Jésus sera en agonie jusqu'à la fin du monde: il ne faut pas dormir pendant ce temps-là.
Триста лет прошло со дня рождения Паскаля и немного меньше со дня его смерти: он ведь жил недолго — всего тридцать девять лет.
За триста лет люди далеко ушли вперед: чему можем мы научиться у человека семнадцатого столетия? Не мы у него — он у нас должен был бы учиться, если б его можно было вернуть к жизни. Тем более, что и среди современников своих Паскаль был «отсталым»: его влекло не вперед, вместе со всеми людьми, к «лучшему» будущему — а назад, в глубь прошлого. Подобно Юлиану Отступнику, и он хотел повернуть обратно "колесо времени". И он был, в самом деле был, отступником: отступился, отрекся от всего, что добыло совокупными усилиями человечество за те два блестящих века своего существования, которые благодарное потомство окрестило именем «возрождения». Все обновлялось, все видело в обновлении свое историческое назначение. Паскаль же больше всего боялся нового. Все усилия его тревожной, беспокойной и вместе с тем столь глубокой и сосредоточенной мысли были направлены к тому, чтоб не дать себя увлечь потоку истории.
Можно бороться, имеет ли смысл бороться с историей? Может представлять для нас интерес человек, пытающийся заставить время пойти вспять? Не осужден ли он, а вместе с ним и все его дело, на неуспех и неудачу,
Двух ответов на этот вопрос быть не может. История беспощадно расправляется с отступниками. И Паскаль не избег общей участи его врагов. Правда, его печатают, читают до настоящего времени. Его даже хвалят, превозносят. Пред его образом горит неугасимая лампада — и будет гореть еще долго, очень долго. Но слушать его — никто не слушает. Слушают других: тех, с кем он боролся, кого он ненавидел. И у других ищут истины, которой Паскаль отдал всю свою жизнь. Отцом новой философии мы считаем не Паскаля, а Декарта. И истину мы принимаем не от Паскаля, а от Декарта, ибо где же искать истину, как не у философии? Таков приговор истории: Паскалю удивляются и проходят мимо него. И на приговор этот апеллировать не к кому.

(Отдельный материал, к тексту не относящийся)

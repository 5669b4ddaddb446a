//! In-memory coordinator and recording collaborators for tests.
//!
//! [`MockCoordinator`] behaves like a coordinator contract on a chain that
//! mines every accepted transaction into the next block. Several relays can
//! share one coordinator through per-sender [`MockChain`] handles.

use alloy_primitives::{Address, B256, U256, keccak256};
use async_trait::async_trait;
use std::collections::{HashMap, HashSet};
use std::sync::{Arc, Mutex};

use crate::abi::{self, FulfilledLog};
use crate::chain::{CoordinatorChain, TxReceipt, VrfLogs};
use crate::error::{ChainError, EntropyError};
use crate::keys::Wallet;
use crate::notify::{AlertSink, FulfillmentReport, FulfillmentSink, Severity};
use crate::randomness::RandomnessSource;
use crate::request::RandomnessRequest;
use crate::tx;

/// A transaction the mock coordinator accepted and mined.
#[derive(Debug, Clone, PartialEq, Eq)]
pub struct Submission {
    pub sender: Address,
    pub nonce: u64,
    pub request_id: U256,
    pub seed: U256,
    pub block_number: u64,
    pub success: bool,
}

#[derive(Debug, Default)]
struct MockState {
    latest_block: u64,
    requests: Vec<RandomnessRequest>,
    fulfilled: Vec<FulfilledLog>,
    pending: HashSet<U256>,
    nonces: HashMap<Address, u64>,
    receipts: HashMap<B256, TxReceipt>,
    submissions: Vec<Submission>,
    log_queries: Vec<(u64, u64)>,
    failing_reads: u32,
    stale_commitment_reads: u32,
    hide_fulfilled_logs: bool,
    dropped_broadcasts: u32,
    panic_on_request: Option<U256>,
}

#[derive(Clone, Default)]
pub struct MockCoordinator {
    state: Arc<Mutex<MockState>>,
}

impl MockCoordinator {
    pub fn new(latest_block: u64) -> Self {
        let mock = Self::default();
        mock.state.lock().unwrap().latest_block = latest_block;
        mock
    }

    /// A chain handle whose broadcasts are attributed to `sender`.
    pub fn chain_for(&self, sender: Address) -> Arc<MockChain> {
        Arc::new(MockChain {
            state: Arc::clone(&self.state),
            sender,
        })
    }

    /// Emit a `RandomWordsRequested` log and mark the request pending.
    pub fn add_request(&self, request: RandomnessRequest) {
        let mut state = self.state.lock().unwrap();
        state.pending.insert(request.request_id);
        state.requests.push(request);
    }

    pub fn latest_block(&self) -> u64 {
        self.state.lock().unwrap().latest_block
    }

    pub fn advance_blocks(&self, blocks: u64) {
        self.state.lock().unwrap().latest_block += blocks;
    }

    pub fn set_transaction_count(&self, sender: Address, count: u64) {
        self.state.lock().unwrap().nonces.insert(sender, count);
    }

    /// Fail the next `count` block-number and log reads.
    pub fn fail_next_reads(&self, count: u32) {
        self.state.lock().unwrap().failing_reads = count;
    }

    /// Report fulfilled requests as still pending for the next `count`
    /// commitment reads, like a node that lags behind the chain head.
    pub fn stale_commitment_reads(&self, count: u32) {
        self.state.lock().unwrap().stale_commitment_reads = count;
    }

    pub fn hide_fulfilled_logs(&self, hide: bool) {
        self.state.lock().unwrap().hide_fulfilled_logs = hide;
    }

    /// Accept the next `count` broadcasts without ever mining them, like a
    /// node that loses the transaction.
    pub fn drop_next_broadcasts(&self, count: u32) {
        self.state.lock().unwrap().dropped_broadcasts = count;
    }

    /// Panic inside `broadcast` when this request is submitted.
    pub fn panic_on(&self, request_id: U256) {
        self.state.lock().unwrap().panic_on_request = Some(request_id);
    }

    pub fn submissions(&self) -> Vec<Submission> {
        self.state.lock().unwrap().submissions.clone()
    }

    pub fn successful_fulfillments(&self, request_id: U256) -> usize {
        self.state
            .lock()
            .unwrap()
            .submissions
            .iter()
            .filter(|s| s.request_id == request_id && s.success)
            .count()
    }

    pub fn is_pending(&self, request_id: U256) -> bool {
        self.state.lock().unwrap().pending.contains(&request_id)
    }

    pub fn log_queries(&self) -> Vec<(u64, u64)> {
        self.state.lock().unwrap().log_queries.clone()
    }
}

pub struct MockChain {
    state: Arc<Mutex<MockState>>,
    sender: Address,
}

impl MockChain {
    fn failing_read(&self, method: &'static str) -> Result<(), ChainError> {
        let mut state = self.state.lock().unwrap();
        if state.failing_reads > 0 {
            state.failing_reads -= 1;
            return Err(ChainError::Transport {
                method,
                message: "connection refused".into(),
            });
        }
        Ok(())
    }
}

fn rpc_error(message: &str) -> ChainError {
    ChainError::Rpc {
        method: "eth_sendRawTransaction",
        code: -32000,
        message: message.into(),
    }
}

#[async_trait]
impl CoordinatorChain for MockChain {
    async fn latest_block(&self) -> Result<u64, ChainError> {
        self.failing_read("eth_blockNumber")?;
        Ok(self.state.lock().unwrap().latest_block)
    }

    async fn vrf_logs(&self, from_block: u64, to_block: u64) -> Result<VrfLogs, ChainError> {
        self.failing_read("eth_getLogs")?;
        let mut state = self.state.lock().unwrap();
        state.log_queries.push((from_block, to_block));
        let in_range = |block: u64| (from_block..=to_block).contains(&block);
        let requested = state
            .requests
            .iter()
            .filter(|r| in_range(r.block_number))
            .cloned()
            .collect();
        let fulfilled = if state.hide_fulfilled_logs {
            Vec::new()
        } else {
            state
                .fulfilled
                .iter()
                .filter(|f| in_range(f.block_number))
                .cloned()
                .collect()
        };
        Ok(VrfLogs {
            requested,
            fulfilled,
        })
    }

    async fn commitment(&self, request_id: U256) -> Result<B256, ChainError> {
        let mut state = self.state.lock().unwrap();
        let known = state.requests.iter().any(|r| r.request_id == request_id);
        let pending = state.pending.contains(&request_id);
        if pending {
            return Ok(keccak256(request_id.to_be_bytes::<32>()));
        }
        if known && state.stale_commitment_reads > 0 {
            state.stale_commitment_reads -= 1;
            return Ok(keccak256(request_id.to_be_bytes::<32>()));
        }
        Ok(B256::ZERO)
    }

    async fn transaction_count(&self, address: Address) -> Result<u64, ChainError> {
        Ok(self
            .state
            .lock()
            .unwrap()
            .nonces
            .get(&address)
            .copied()
            .unwrap_or_default())
    }

    async fn broadcast(&self, raw_tx: &[u8]) -> Result<B256, ChainError> {
        let (nonce, input) = tx::decode_nonce_and_input(raw_tx)
            .map_err(|e| rpc_error(&format!("invalid transaction: {e}")))?;
        let (request_id, seed) =
            abi::decode_fulfill(&input).ok_or_else(|| rpc_error("unknown calldata"))?;

        let panic_on = self.state.lock().unwrap().panic_on_request;
        if panic_on == Some(request_id) {
            panic!("mock node crashed on request {request_id}");
        }

        let mut state = self.state.lock().unwrap();
        if state.dropped_broadcasts > 0 {
            state.dropped_broadcasts -= 1;
            return Ok(keccak256(raw_tx));
        }
        let expected = state.nonces.get(&self.sender).copied().unwrap_or_default();
        if nonce < expected {
            return Err(rpc_error("nonce too low"));
        }
        if nonce > expected {
            return Err(rpc_error("nonce too high"));
        }

        state.latest_block += 1;
        let block_number = state.latest_block;
        state.nonces.insert(self.sender, expected + 1);
        let success = state.pending.remove(&request_id);
        if success {
            state.fulfilled.push(FulfilledLog {
                request_id,
                block_number,
                success: true,
            });
        }

        let tx_hash = keccak256(raw_tx);
        state.receipts.insert(
            tx_hash,
            TxReceipt {
                tx_hash,
                block_number,
                success,
            },
        );
        state.submissions.push(Submission {
            sender: self.sender,
            nonce,
            request_id,
            seed,
            block_number,
            success,
        });
        Ok(tx_hash)
    }

    async fn receipt(&self, tx_hash: B256) -> Result<Option<TxReceipt>, ChainError> {
        Ok(self.state.lock().unwrap().receipts.get(&tx_hash).copied())
    }
}

#[derive(Default)]
pub struct RecordingAlerts {
    alerts: Mutex<Vec<(Severity, String)>>,
}

impl RecordingAlerts {
    pub fn all(&self) -> Vec<(Severity, String)> {
        self.alerts.lock().unwrap().clone()
    }

    pub fn with_severity(&self, severity: Severity) -> Vec<String> {
        self.all()
            .into_iter()
            .filter(|(s, _)| *s == severity)
            .map(|(_, m)| m)
            .collect()
    }
}

#[async_trait]
impl AlertSink for RecordingAlerts {
    async fn notify(&self, severity: Severity, message: &str) {
        self.alerts
            .lock()
            .unwrap()
            .push((severity, message.to_string()));
    }
}

#[derive(Default)]
pub struct RecordingSink {
    reports: Mutex<Vec<FulfillmentReport>>,
}

impl RecordingSink {
    pub fn reports(&self) -> Vec<FulfillmentReport> {
        self.reports.lock().unwrap().clone()
    }
}

#[async_trait]
impl FulfillmentSink for RecordingSink {
    async fn report(&self, report: &FulfillmentReport) {
        self.reports.lock().unwrap().push(report.clone());
    }
}

/// Hands out 1, 2, 3, ... so tests can tell seeds apart.
#[derive(Default)]
pub struct CountingRandomness {
    next: Mutex<u64>,
}

impl RandomnessSource for CountingRandomness {
    fn generate(&self) -> Result<U256, EntropyError> {
        let mut next = self.next.lock().unwrap();
        *next += 1;
        Ok(U256::from(*next))
    }
}

pub struct FailingRandomness;

impl RandomnessSource for FailingRandomness {
    fn generate(&self) -> Result<U256, EntropyError> {
        Err(EntropyError("getrandom: device not configured".into()))
    }
}

/// A wallet with a deterministic secret derived from `seed`.
pub fn test_wallet(seed: u8) -> Wallet {
    Wallet::from_secret(&[seed; 32]).unwrap()
}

Что ответил бы на приговор истории Паскаль, если бы его можно было воззвать к жизни? Скажут, что это вопрос праздный. История считается не с мертвыми, а с живыми. Знаю. Но все же полагаю, что на этот раз, ради Паскаля, не грех заставить ее посчитаться и с мертвыми. Правда, дело это очень нелегкое и очень хлопотливое. Правда, истории придется тогда придумать для себя новую философию — гегелевская философия истории, которой придерживаются даже те, кто Гегеля не принимает, которой придерживались люди за много столетий до Гегеля, тогда окажется непригодной. Но разве это уже так страшно, что придется похлопотать? И разве уже так необходимо во что бы то ни стало отстаивать Гегеля? До сих пор историю писали, исходя из предположения (никем никогда не проверенного), что однажды умершие люди уже окончательно не существуют и, стало быть, не могут защищаться от суда потомства, не могут влиять на жизнь. Но, быть может, наступит время, когда и историки будут чувствовать влияние прежде живших таких же людей, как и они сами, и в своих приговорах станут более опасливыми и осмотрительными. Сейчас нам кажется, сейчас мы убеждены, что покойники молчат и всегда будут молчать, что бы о них ни говорили, как бы с ними ни расправлялись. Но, если эта уверенность будет у нас отнята, если мы вдруг почувствуем, что покойник каждую минуту может ожить, выйти из своей могилы, ворваться в нашу жизнь и стать пред нами, как равный пред равными, — каким языком заговорим мы тогда?